Welcome to the ICESCAPE Blog!

 

From:  Haley Smith Kingsland, Stanford University Earth systems master’s student specializing in environmental communication

 

 

 

ICESCAPE is a multi-year project sponsored by NASA to determine the impact of climate change upon the health of the Arctic Ocean. Many of you are probably familiar with the story of the polar bears’ loss of habitat due to earlier, longer melt seasons and declining sea ice. But decreasing sea ice is expected to affect more than charismatic marine mammals. How will tiny organisms such as sea ice algae respond to the changing Arctic climate? How will global warming impact the Arctic’s food web dynamics and carbon cycle? How will new atmospheric interactions between molecules, aerosols, and clouds affect chlorophyll concentration?

 

ICESCAPE’s interdisciplinary research approach integrates satellite remote sensing, numerical ecosystem modeling, and NASA’s first dedicated oceanographic research cruise. ICESCAPE’s two field campaigns will occur during spring/summer 2010 and summer/fall 2011.

 

On June 15, the USCGC Healy (photo above) will depart Dutch Harbor, Alaska, for its passage north through the Bering Strait to the Chukchi and Beaufort Seas. Along the way, forty-three members of the science team will sample 50-100 stations and even disembark for extended periods to work on the sea ice. They’ll study everything from the Arctic Ocean’s optical properties to phytoplankton physiology.

 

The 420-foot-long icebreaker Healy can plow through 4.5 feet of sea ice continuously. Manned by an 85-person Coast Guard crew, the ship is equipped with six science labs, a polar library, and two HH-65 helicopter hangars. At the end of the first expedition on July 21, the Healy will steam back into port in Seward, Alaska. Coupled with satellite data and numerical models, the Healy’s field observations will allow scientists to make connections between the atmosphere, ocean, and sea ice in order to broaden our understanding of Arctic Ocean ecosystems.

 

According to ICESCAPE’s chief scientist Kevin Arrigo, “NASA has assembled an excellent team of researchers for ICESCAPE and I am very excited to be part of this unique opportunity to learn more about the changes taking place in this fascinating but vastly understudied environment.”

 

On this blog we’ll post regular updates from the science teams, and you’ll hear from a wide range of people involved in ICESCAPE. We hope you’ll enjoy the voyage with us!

 

Learn more at both the ICESCAPE and Healy websites.

 

(Photo credit: U.S. Coast Guard photo by Petty Officer Patrick Kelley)

 

12 thoughts on “Welcome to the ICESCAPE Blog!”

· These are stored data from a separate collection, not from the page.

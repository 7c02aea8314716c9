use crate::domain::entities::competitor::Competitor;
use crate::domain::entities::dataset::Dataset;
use crate::domain::entities::fixture::FixtureMatch;
use crate::domain::entities::samples::{AvailabilitySample, Outcome, StatisticSample};
use crate::domain::error::DomainError;
use crate::domain::ports::performance_repository::PerformanceRepository;
use crate::domain::snapshot::{PeriodOutcomes, Snapshot};
use crate::domain::values::ids::{CompetitorId, PeriodId};
use crate::domain::values::metric::Metric;
use crate::domain::values::position::Position;
use rusqlite::{params, Connection};
use std::collections::HashMap;
use std::sync::{Mutex, MutexGuard};
use tracing::warn;

pub struct SqlitePerformanceRepo {
    conn: Mutex<Connection>,
}

impl SqlitePerformanceRepo {
    pub fn new(conn: Connection) -> Self {
        Self {
            conn: Mutex::new(conn),
        }
    }

    fn lock(&self) -> Result<MutexGuard<'_, Connection>, DomainError> {
        self.conn
            .lock()
            .map_err(|e| DomainError::Database(e.to_string()))
    }

    /// Rows with an unreadable position are logged and skipped.
    fn load_competitors(conn: &Connection) -> Result<Vec<Competitor>, DomainError> {
        let mut stmt = conn
            .prepare("SELECT id, name, team, position FROM competitors ORDER BY id")
            .map_err(|e| DomainError::Database(e.to_string()))?;
        let rows = stmt
            .query_map([], |row| {
                Ok((
                    row.get::<_, CompetitorId>(0)?,
                    row.get::<_, String>(1)?,
                    row.get::<_, u32>(2)?,
                    row.get::<_, String>(3)?,
                ))
            })
            .map_err(|e| DomainError::Database(e.to_string()))?;

        let mut competitors = Vec::new();
        for row in rows {
            let (id, name, team, pos_str) = row.map_err(|e| DomainError::Database(e.to_string()))?;
            match pos_str.parse::<Position>() {
                Ok(position) => competitors.push(Competitor {
                    id,
                    name,
                    team,
                    position,
                }),
                Err(e) => warn!(competitor = id, "Skipping competitor: {e}"),
            }
        }
        Ok(competitors)
    }
}

impl PerformanceRepository for SqlitePerformanceRepo {
    fn import(&self, dataset: &Dataset) -> Result<(), DomainError> {
        let mut conn = self.lock()?;
        let tx = conn
            .transaction()
            .map_err(|e| DomainError::Database(e.to_string()))?;

        {
            let mut stmt = tx
                .prepare(
                    "INSERT INTO competitors (id, name, team, position) VALUES (?1, ?2, ?3, ?4)
                     ON CONFLICT(id) DO UPDATE SET name = excluded.name, team = excluded.team, position = excluded.position",
                )
                .map_err(|e| DomainError::Database(e.to_string()))?;
            for c in &dataset.competitors {
                stmt.execute(params![c.id, c.name, c.team, c.position.to_string()])
                    .map_err(|e| DomainError::Database(format!("Failed to add competitor {}: {e}", c.id)))?;
            }

            let mut stmt = tx
                .prepare(
                    "INSERT INTO statistics (competitor_id, period_id, metric, value) VALUES (?1, ?2, ?3, ?4)
                     ON CONFLICT(competitor_id, period_id, metric) DO UPDATE SET value = excluded.value",
                )
                .map_err(|e| DomainError::Database(e.to_string()))?;
            for s in &dataset.statistics {
                stmt.execute(params![s.competitor_id, s.period_id, s.metric.as_str(), s.value])
                    .map_err(|e| DomainError::Database(format!("Failed to add statistic: {e}")))?;
            }

            let mut stmt = tx
                .prepare(
                    "INSERT INTO matches (period_id, home_team, away_team, home_expected, away_expected)
                     VALUES (?1, ?2, ?3, ?4, ?5)
                     ON CONFLICT(period_id, home_team, away_team)
                     DO UPDATE SET home_expected = excluded.home_expected, away_expected = excluded.away_expected",
                )
                .map_err(|e| DomainError::Database(e.to_string()))?;
            for m in &dataset.matches {
                stmt.execute(params![
                    m.period_id,
                    m.home_team,
                    m.away_team,
                    m.home_expected,
                    m.away_expected,
                ])
                .map_err(|e| DomainError::Database(format!("Failed to add match: {e}")))?;
            }

            let mut stmt = tx
                .prepare(
                    "INSERT INTO availability (competitor_id, period_id, chance) VALUES (?1, ?2, ?3)
                     ON CONFLICT(competitor_id, period_id) DO UPDATE SET chance = excluded.chance",
                )
                .map_err(|e| DomainError::Database(e.to_string()))?;
            for a in &dataset.availability {
                stmt.execute(params![a.competitor_id, a.period_id, a.chance])
                    .map_err(|e| DomainError::Database(format!("Failed to add availability: {e}")))?;
            }

            let mut stmt = tx
                .prepare(
                    "INSERT INTO outcomes (competitor_id, period_id, value) VALUES (?1, ?2, ?3)
                     ON CONFLICT(competitor_id, period_id) DO UPDATE SET value = excluded.value",
                )
                .map_err(|e| DomainError::Database(e.to_string()))?;
            for o in &dataset.outcomes {
                stmt.execute(params![o.competitor_id, o.period_id, o.value])
                    .map_err(|e| DomainError::Database(format!("Failed to add outcome: {e}")))?;
            }
        }

        tx.commit()
            .map_err(|e| DomainError::Database(format!("Failed to commit import: {e}")))?;
        Ok(())
    }

    fn competitors(&self) -> Result<Vec<Competitor>, DomainError> {
        let conn = self.lock()?;
        Self::load_competitors(&conn)
    }

    fn snapshot(&self, target: PeriodId) -> Result<Snapshot, DomainError> {
        let conn = self.lock()?;
        let mut snapshot = Snapshot::new();

        for competitor in Self::load_competitors(&conn)? {
            snapshot.add_competitor(competitor);
        }

        let mut stmt = conn
            .prepare(
                "SELECT competitor_id, period_id, metric, value FROM statistics WHERE period_id < ?1",
            )
            .map_err(|e| DomainError::Database(e.to_string()))?;
        let rows = stmt
            .query_map(params![target], |row| {
                Ok((
                    row.get::<_, CompetitorId>(0)?,
                    row.get::<_, PeriodId>(1)?,
                    row.get::<_, String>(2)?,
                    row.get::<_, f64>(3)?,
                ))
            })
            .map_err(|e| DomainError::Database(e.to_string()))?;
        for row in rows {
            let (competitor_id, period_id, metric_str, value) =
                row.map_err(|e| DomainError::Database(e.to_string()))?;
            match metric_str.parse::<Metric>() {
                Ok(metric) => snapshot.add_statistic(&StatisticSample {
                    competitor_id,
                    period_id,
                    metric,
                    value,
                }),
                Err(e) => warn!(competitor = competitor_id, period = period_id, "Skipping statistic: {e}"),
            }
        }

        // Insertion order decides which match a double-gameweek team keeps.
        let mut stmt = conn
            .prepare(
                "SELECT period_id, home_team, away_team, home_expected, away_expected
                 FROM matches WHERE period_id <= ?1 ORDER BY id",
            )
            .map_err(|e| DomainError::Database(e.to_string()))?;
        let matches = stmt
            .query_map(params![target], |row| {
                Ok(FixtureMatch {
                    period_id: row.get(0)?,
                    home_team: row.get(1)?,
                    away_team: row.get(2)?,
                    home_expected: row.get(3)?,
                    away_expected: row.get(4)?,
                })
            })
            .map_err(|e| DomainError::Database(e.to_string()))?;
        for fixture in matches {
            snapshot.add_match(&fixture.map_err(|e| DomainError::Database(e.to_string()))?);
        }

        let mut stmt = conn
            .prepare(
                "SELECT competitor_id, period_id, chance FROM availability WHERE period_id <= ?1",
            )
            .map_err(|e| DomainError::Database(e.to_string()))?;
        let samples = stmt
            .query_map(params![target], |row| {
                Ok(AvailabilitySample {
                    competitor_id: row.get(0)?,
                    period_id: row.get(1)?,
                    chance: row.get(2)?,
                })
            })
            .map_err(|e| DomainError::Database(e.to_string()))?;
        for sample in samples {
            snapshot.add_availability(&sample.map_err(|e| DomainError::Database(e.to_string()))?);
        }

        Ok(snapshot)
    }

    fn outcomes(&self, period: PeriodId) -> Result<PeriodOutcomes, DomainError> {
        let conn = self.lock()?;
        let positions: HashMap<CompetitorId, Position> = Self::load_competitors(&conn)?
            .into_iter()
            .map(|c| (c.id, c.position))
            .collect();

        let mut stmt = conn
            .prepare("SELECT competitor_id, period_id, value FROM outcomes WHERE period_id = ?1")
            .map_err(|e| DomainError::Database(e.to_string()))?;
        let outcomes: Vec<Outcome> = stmt
            .query_map(params![period], |row| {
                Ok(Outcome {
                    competitor_id: row.get(0)?,
                    period_id: row.get(1)?,
                    value: row.get(2)?,
                })
            })
            .map_err(|e| DomainError::Database(e.to_string()))?
            .collect::<Result<_, _>>()
            .map_err(|e| DomainError::Database(e.to_string()))?;

        Ok(PeriodOutcomes::from_outcomes(period, &outcomes, &positions))
    }
}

  1. Awesome!! my pre-teen boys love to see this kinda stuff on tv. Hope to watch some of the activities as you report. What a great scientific adventure!!

  2. hello !!!
    July 15 is my birthday & I <3 science !!! I'll follow the blog !!!
    nice trip;

  3. I always associates ice zone with the sensation of loneliness, not abandone, just peace, the state of glaciar, the state!

    For me Artic was a piece, a total piece until we put a foot on it.

    The boats the ships break the silence, the Polar sea is Polar.

    I believe Polar doesn’t like boats, likes homo sapiens sapiens.

    Oxygen is communication???

  4. ICESCAPE — You can sign up for the RSS feed on the blog to be notified when we post new entries.

  5. Aloha, and good luck. It is a very exciting endeavor that you are on. I will enjoy following your journey. The USCGC Healy looks like a fine ship. Sincerely, Kirk

  6. Is a research plan or proposal available for public review? If so, can someone tell me where I might find it? It would be interesting to see what experiments are being planned and be able to follow the progress to help understand what is going on in the Arctic.

  7. I will definitely follow this blog as I would love to see how the reports are being developed. There is so much happening up in the Arctic!

  8. The research you are doing could not be more important!!

    The rate of methane and other gases etc. coming up is critical to know.

    I have a hard time getting people in Iowa to grasp the reality of what is going on. Could you make me a friend on Facebook and post a message to my friends and myself? That would be great if you would. Then post your link so we can follow what you are doing and direct people to your blog.

  9. I just say don’t worry, if melts the Artic, more water. And pure???

    You don’t have to go to the moon or to Titan, because we have enough.

    It is supposed that of course this water is cold enough to preserve the temperature.

    But as the sun is not like before. No problem.

    There is balance still.

    The problem is not only the sun, it is the problem with people who emits an exageration. It is not scientific to pronouce aloud this problem, not for the reason of the lack of information.

    It’s due to the cause of misunderstood. Because it could happen other supernova or big bang, and we preocupated by this symptomatic absurd thing.

    I understand!

    The important thing is balance between people, why? Because it is the consequence, where? quantically!!!!